The sale that walked out the door

A customer walks into a local shop looking for NeeDoh, one of the best-known names in sensory play. Out of stock. The assistant holds up a generic off-brand substitute when asked of they have NeeDoh.

No but, we have these off-brand products.

Right next to that substitute, on the same shelf, sits a full range of Crazy Aaron’s Putty, a premium brand that does exactly what Nee-Doh does. They don’t point it out. The don’t ask what the customer actually wants, or offers to let them try it.

If you’d rather head about this, here’s a video that I made today reflecting on the experience.

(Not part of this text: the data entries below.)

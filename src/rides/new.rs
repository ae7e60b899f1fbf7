use axum::{debug_handler, extract::State, http::StatusCode, Json};

use crate::{registry::{Registry, RideSpec}, AppResult, AppState};

use super::RideView;

#[debug_handler(state = AppState)]
pub(crate) async fn new_ride(
    State(registry): State<Registry>,
    Json(spec): Json<RideSpec>,
) -> AppResult<(StatusCode, Json<RideView>)> {
    let ride = registry.create(spec).await?;
    Ok((StatusCode::CREATED, Json(ride.into())))
}
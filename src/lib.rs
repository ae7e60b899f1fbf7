pub mod appresult;
pub mod chat;
pub mod clock;
pub mod config;
pub mod db;
pub mod error;
pub mod log;
pub mod membership;
pub mod model;
pub mod profiles;
pub mod registry;
pub mod reviews;
pub mod rides;
pub mod users;

#[cfg(test)]
mod testing;

use axum::{extract::FromRef, Router};
use sqlx::SqlitePool;
use tower_http::{cors::CorsLayer, trace::TraceLayer};

pub use appresult::{AppError, AppResult};

use chat::{ChatHub, ChatStream};
use clock::Clock;
use membership::{Coordinator, RideLocks};
use registry::Registry;
use reviews::ReviewLedger;
use users::UserDirectory;

#[derive(Clone, FromRef)]
pub struct AppState {
    pub users: UserDirectory,
    pub registry: Registry,
    pub coordinator: Coordinator,
    pub chat: ChatStream,
    pub reviews: ReviewLedger,
}

impl AppState {
    pub fn new(db_pool: SqlitePool, clock: Clock, chat_buffer: usize) -> Self {
        let users = UserDirectory::new(db_pool.clone());
        let registry = Registry::new(db_pool, clock, users.clone());

        // Membership changes and chat appends on one ride share a lock.
        let locks = RideLocks::default();
        let chat = ChatStream::new(registry.clone(), ChatHub::new(chat_buffer), locks.clone());
        let coordinator = Coordinator::new(registry.clone(), chat.clone(), locks);
        let reviews = ReviewLedger::new(registry.clone());

        AppState {
            users,
            registry,
            coordinator,
            chat,
            reviews,
        }
    }
}

pub fn app(app_state: AppState) -> Router {
    Router::new()
        .nest("/rides", rides::router())
        .nest("/codes", rides::codes_router())
        .nest("/users", profiles::router())
        .with_state(app_state)
        .layer(TraceLayer::new_for_http())
        .layer(CorsLayer::permissive())
}
use thiserror::Error;

pub type RideResult<T> = Result<T, RideError>;

/// Everything a ride session operation can refuse with.
#[derive(Debug, Error)]
pub enum RideError {
    #[error("invalid input: {0}")]
    Validation(String),

    #[error("{0} not found")]
    NotFound(&'static str),

    #[error("ride is full")]
    Full,

    #[error("user is not eligible for this ride")]
    Ineligible,

    #[error("user is already part of this ride")]
    AlreadyMember,

    #[error("user is not a member of this ride")]
    NotMember,

    #[error("ride is closed")]
    Closed,

    #[error("only the host may do that")]
    Forbidden,

    #[error("sender is not part of this ride")]
    NotAuthorized,

    /// Concurrent membership updates kept winning the version race.
    #[error("ride was modified concurrently, try again")]
    Conflict,

    #[error("rating {0} is outside 1..=5")]
    InvalidRating(i64),

    #[error("review not allowed: {0}")]
    NotEligible(String),

    #[error("review already submitted")]
    Duplicate,

    #[error("storage error")]
    Storage(#[from] sqlx::Error),
}

impl RideError {
    /// Stable identifier sent to clients.
    pub fn kind(&self) -> &'static str {
        use RideError::*;
        match self {
            Validation(_) => "validation_error",
            NotFound(_) => "not_found",
            Full => "full",
            Ineligible => "ineligible",
            AlreadyMember => "already_member",
            NotMember => "not_member",
            Closed => "closed",
            Forbidden => "forbidden",
            NotAuthorized => "not_authorized",
            Conflict => "conflict",
            InvalidRating(_) => "invalid_rating",
            NotEligible(_) => "not_eligible",
            Duplicate => "duplicate",
            Storage(_) => "internal",
        }
    }

    pub(crate) fn validation(msg: impl Into<String>) -> Self {
        RideError::Validation(msg.into())
    }
}

/// True when the database refused a write because of a UNIQUE constraint.
pub(crate) fn is_unique_violation(err: &sqlx::Error) -> bool {
    err.as_database_error()
        .map(|e| e.is_unique_violation())
        .unwrap_or(false)
}
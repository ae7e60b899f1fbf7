use std::{
    collections::{HashMap, VecDeque},
    sync::{Arc, Mutex, PoisonError},
};

use sqlx::SqlitePool;
use tokio::sync::broadcast::{self, error::RecvError};
use tracing::{debug, info, warn};
use uuid::Uuid;

use crate::{
    error::{RideError, RideResult},
    membership::RideLocks,
    model::{from_millis, parse_uuid, to_millis, ChatMessage, HistoryOrder, RideStatus},
    registry::Registry,
};

pub const MAX_TEXT_LEN: usize = 2000;

type MessageRow = (String, String, String, i64);

/// Live fan-out, one broadcast channel per ride with listeners. A ride
/// without listeners has no entry.
#[derive(Clone)]
pub struct ChatHub {
    channels: Arc<Mutex<HashMap<Uuid, broadcast::Sender<ChatMessage>>>>,
    capacity: usize,
}

impl ChatHub {
    pub fn new(capacity: usize) -> Self {
        Self {
            channels: Arc::default(),
            capacity: capacity.max(1),
        }
    }

    fn subscribe(&self, ride_id: Uuid) -> broadcast::Receiver<ChatMessage> {
        let mut channels = self.channels.lock().unwrap_or_else(PoisonError::into_inner);
        channels
            .entry(ride_id)
            .or_insert_with(|| broadcast::channel(self.capacity).0)
            .subscribe()
    }

    fn publish(&self, msg: ChatMessage) {
        let mut channels = self.channels.lock().unwrap_or_else(PoisonError::into_inner);
        if let Some(tx) = channels.get(&msg.ride_id) {
            let ride_id = msg.ride_id;
            if tx.send(msg).is_err() {
                channels.remove(&ride_id);
            }
        }
    }

    /// Drops the sender so every listener ends after what it already has.
    /// Callers hold the ride lock, so no new listener can attach to a
    /// cancelled ride afterwards.
    fn close(&self, ride_id: Uuid) {
        let mut channels = self.channels.lock().unwrap_or_else(PoisonError::into_inner);
        channels.remove(&ride_id);
    }

    /// Forgets the ride's channel once its last listener is gone.
    fn release(&self, ride_id: Uuid) {
        let mut channels = self.channels.lock().unwrap_or_else(PoisonError::into_inner);
        if channels.get(&ride_id).is_some_and(|tx| tx.receiver_count() == 0) {
            channels.remove(&ride_id);
        }
    }

    #[cfg(test)]
    fn len(&self) -> usize {
        self.channels.lock().unwrap_or_else(PoisonError::into_inner).len()
    }
}

/// Append-only per-ride chat with live subscriptions.
#[derive(Clone)]
pub struct ChatStream {
    registry: Registry,
    hub: ChatHub,
    locks: RideLocks,
}

impl ChatStream {
    pub fn new(registry: Registry, hub: ChatHub, locks: RideLocks) -> Self {
        Self { registry, hub, locks }
    }

    pub async fn append(
        &self,
        ride_id: Uuid,
        sender_id: Uuid,
        text: &str,
    ) -> RideResult<ChatMessage> {
        let text = text.trim();
        if text.is_empty() {
            return Err(RideError::validation("message must not be empty"));
        }
        if text.chars().count() > MAX_TEXT_LEN {
            return Err(RideError::validation(format!(
                "message is longer than {MAX_TEXT_LEN} characters"
            )));
        }

        let _guard = self.locks.lock(ride_id).await;

        let ride = self.registry.get(ride_id).await?;
        if ride.status == RideStatus::Cancelled {
            return Err(RideError::Closed);
        }
        if !ride.is_participant(sender_id) {
            return Err(RideError::NotAuthorized);
        }

        let (last,): (Option<i64>,) =
            sqlx::query_as("SELECT MAX(sent_at) FROM messages WHERE ride_id=?")
                .bind(ride_id.to_string())
                .fetch_one(self.db_pool())
                .await?;
        let now = to_millis(self.registry.now());
        let sent_at = last.map_or(now, |last| now.max(last + 1));

        let msg = ChatMessage {
            id: Uuid::now_v7(),
            ride_id,
            sender_id,
            text: text.to_owned(),
            sent_at: from_millis(sent_at),
        };

        sqlx::query("INSERT INTO messages (id,ride_id,sender_id,text,sent_at) VALUES (?,?,?,?,?)")
            .bind(msg.id.to_string())
            .bind(ride_id.to_string())
            .bind(sender_id.to_string())
            .bind(&msg.text)
            .bind(sent_at)
            .execute(self.db_pool())
            .await?;

        debug!(%ride_id, %sender_id, message_id = %msg.id, "message appended");
        self.hub.publish(msg.clone());
        Ok(msg)
    }

    /// Everything said on the ride so far. Readable after cancellation.
    pub async fn history(
        &self,
        ride_id: Uuid,
        order: HistoryOrder,
    ) -> RideResult<Vec<ChatMessage>> {
        self.registry.get(ride_id).await?;
        let sql = match order {
            HistoryOrder::Oldest => {
                "SELECT id,sender_id,text,sent_at FROM messages WHERE ride_id=?
                 ORDER BY sent_at ASC, id ASC"
            }
            HistoryOrder::Newest => {
                "SELECT id,sender_id,text,sent_at FROM messages WHERE ride_id=?
                 ORDER BY sent_at DESC, id DESC"
            }
        };
        let rows: Vec<MessageRow> = sqlx::query_as(sql)
            .bind(ride_id.to_string())
            .fetch_all(self.db_pool())
            .await?;

        Ok(rows
            .into_iter()
            .map(|row| message_from_row(ride_id, row))
            .collect::<Result<_, _>>()?)
    }

    /// History first, in the requested order, then live messages oldest to
    /// newest until the subscription is dropped or the ride is cancelled.
    pub async fn subscribe(
        &self,
        ride_id: Uuid,
        order: HistoryOrder,
    ) -> RideResult<Subscription> {
        // Listen before reading history so nothing falls in between.
        let rx = {
            let _guard = self.locks.lock(ride_id).await;
            match self.registry.get(ride_id).await?.status {
                RideStatus::Cancelled => None,
                _ => Some(self.hub.subscribe(ride_id)),
            }
        };
        let history = self.history(ride_id, order).await?;
        let last_seen = history.iter().map(ChatMessage::order_key).max();

        info!(
            %ride_id,
            backlog = history.len(),
            live = rx.is_some(),
            "chat subscription opened"
        );
        Ok(Subscription {
            ride_id,
            hub: self.hub.clone(),
            db_pool: self.db_pool().clone(),
            pending: history.into(),
            rx,
            last_seen,
        })
    }

    pub(crate) fn close(&self, ride_id: Uuid) {
        self.hub.close(ride_id);
    }

    fn db_pool(&self) -> &SqlitePool {
        self.registry.db_pool()
    }
}

/// A live feed for one ride. Dropping it releases the listener.
pub struct Subscription {
    ride_id: Uuid,
    hub: ChatHub,
    db_pool: SqlitePool,
    pending: VecDeque<ChatMessage>,
    rx: Option<broadcast::Receiver<ChatMessage>>,
    last_seen: Option<(i64, Uuid)>,
}

impl Subscription {
    /// Next message, or `None` once the chat is closed and drained.
    pub async fn next(&mut self) -> Option<ChatMessage> {
        loop {
            if let Some(msg) = self.pending.pop_front() {
                return Some(msg);
            }

            let rx = self.rx.as_mut()?;
            match rx.recv().await {
                Ok(msg) => {
                    let key = msg.order_key();
                    if self.last_seen.is_some_and(|seen| key <= seen) {
                        continue;
                    }
                    self.last_seen = Some(key);
                    return Some(msg);
                }
                Err(RecvError::Lagged(skipped)) => {
                    warn!(ride_id = %self.ride_id, skipped, "subscriber lagged, catching up");
                    if let Err(err) = self.catch_up().await {
                        warn!(ride_id = %self.ride_id, error = %err, "catch-up failed");
                        self.detach();
                    }
                }
                Err(RecvError::Closed) => {
                    debug!(ride_id = %self.ride_id, "chat closed");
                    self.rx = None;
                }
            }
        }
    }

    fn detach(&mut self) {
        if let Some(rx) = self.rx.take() {
            drop(rx);
            self.hub.release(self.ride_id);
        }
    }

    async fn catch_up(&mut self) -> RideResult<()> {
        let after = self.last_seen.map_or(i64::MIN, |(sent_at, _)| sent_at);
        let rows: Vec<MessageRow> = sqlx::query_as(
            "SELECT id,sender_id,text,sent_at FROM messages WHERE ride_id=? AND sent_at>?
             ORDER BY sent_at ASC, id ASC",
        )
        .bind(self.ride_id.to_string())
        .bind(after)
        .fetch_all(&self.db_pool)
        .await?;

        for row in rows {
            let msg = message_from_row(self.ride_id, row)?;
            self.last_seen = Some(msg.order_key());
            self.pending.push_back(msg);
        }
        Ok(())
    }
}

impl Drop for Subscription {
    fn drop(&mut self) {
        self.detach();
        debug!(ride_id = %self.ride_id, "chat subscription released");
    }
}

fn message_from_row(ride_id: Uuid, row: MessageRow) -> Result<ChatMessage, sqlx::Error> {
    let (id, sender_id, text, sent_at) = row;
    Ok(ChatMessage {
        id: parse_uuid(&id)?,
        ride_id,
        sender_id: parse_uuid(&sender_id)?,
        text,
        sent_at: from_millis(sent_at),
    })
}
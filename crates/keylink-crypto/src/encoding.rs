//! Base64 text for key material crossing a boundary.

use base64::{engine::general_purpose::STANDARD, Engine as _};

use crate::error::{CryptoError, CryptoResult};
use crate::keys::KEY_LEN;

pub fn b64_encode(data: &[u8]) -> String {
    STANDARD.encode(data)
}

pub fn b64_decode(s: &str) -> CryptoResult<Vec<u8>> {
    STANDARD
        .decode(s.trim())
        .map_err(|e| CryptoError::InvalidEncoding(e.to_string()))
}

/// Decode a base64 string that must carry exactly one 32-byte key.
pub fn decode_key32(s: &str) -> CryptoResult<[u8; KEY_LEN]> {
    let mut raw = b64_decode(s)?;
    let got = raw.len();
    let out: Result<[u8; KEY_LEN], _> = raw.as_slice().try_into();
    zeroize::Zeroize::zeroize(&mut raw);
    out.map_err(|_| CryptoError::InvalidKeyLength {
        expected: KEY_LEN,
        got,
    })
}
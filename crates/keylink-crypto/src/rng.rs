use crate::error::{CryptoError, CryptoResult};

/// Fill `buf` from the OS CSPRNG.
///
/// Fails with [`CryptoError::EntropyUnavailable`] instead of falling back.
pub fn fill_random(buf: &mut [u8]) -> CryptoResult<()> {
    getrandom::getrandom(buf).map_err(|_| CryptoError::EntropyUnavailable)
}

/// Generate a random 32-byte array.
pub fn random32() -> CryptoResult<[u8; 32]> {
    let mut out = [0u8; 32];
    fill_random(&mut out)?;
    Ok(out)
}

The shopper turns and leaves with nothing

The shop has lost a sale it didn’t need to lose.

Why how we engage matters

Shoppers rarely walk into a local store for one planned purchase. They browse, and they react to whatever catches the eye. People buy sensory and novelty lines for all sorts of reasons: arthritis relief, sensory needs, or just something to fidget with at a desk.

That’s exactly why these products deserve better than a spot near the counter as an afterthought. Stock the brands people recognise, know the range, and be able to talk about it like you mean it. That’s what turns a browser into a buyer.

What went wrong

A team that doesn’t know its stock, its trends, or its alternatives well enough to mention them naturally will lose sales like this one and never notice it happened.

An out-of-stock answer with no real alternative can be enough to lose a customer for good, along with every repeat visit and word-of-mouth recommendation that would have followed.

Independent retailers compete on service. Every interaction either builds the relationship or ends it, and there’s rarely a moment in between.

What good service looks like instead

It doesn’t take much to turn this around: a mention of the putty on the same shelf, a question about what the customer actually needs it for, an offer to try before they buy, or just a heads-up that new stock is on its way.

The takeaway

Train every team member to treat a stock shortage as a chance to offer something else, not a dead end.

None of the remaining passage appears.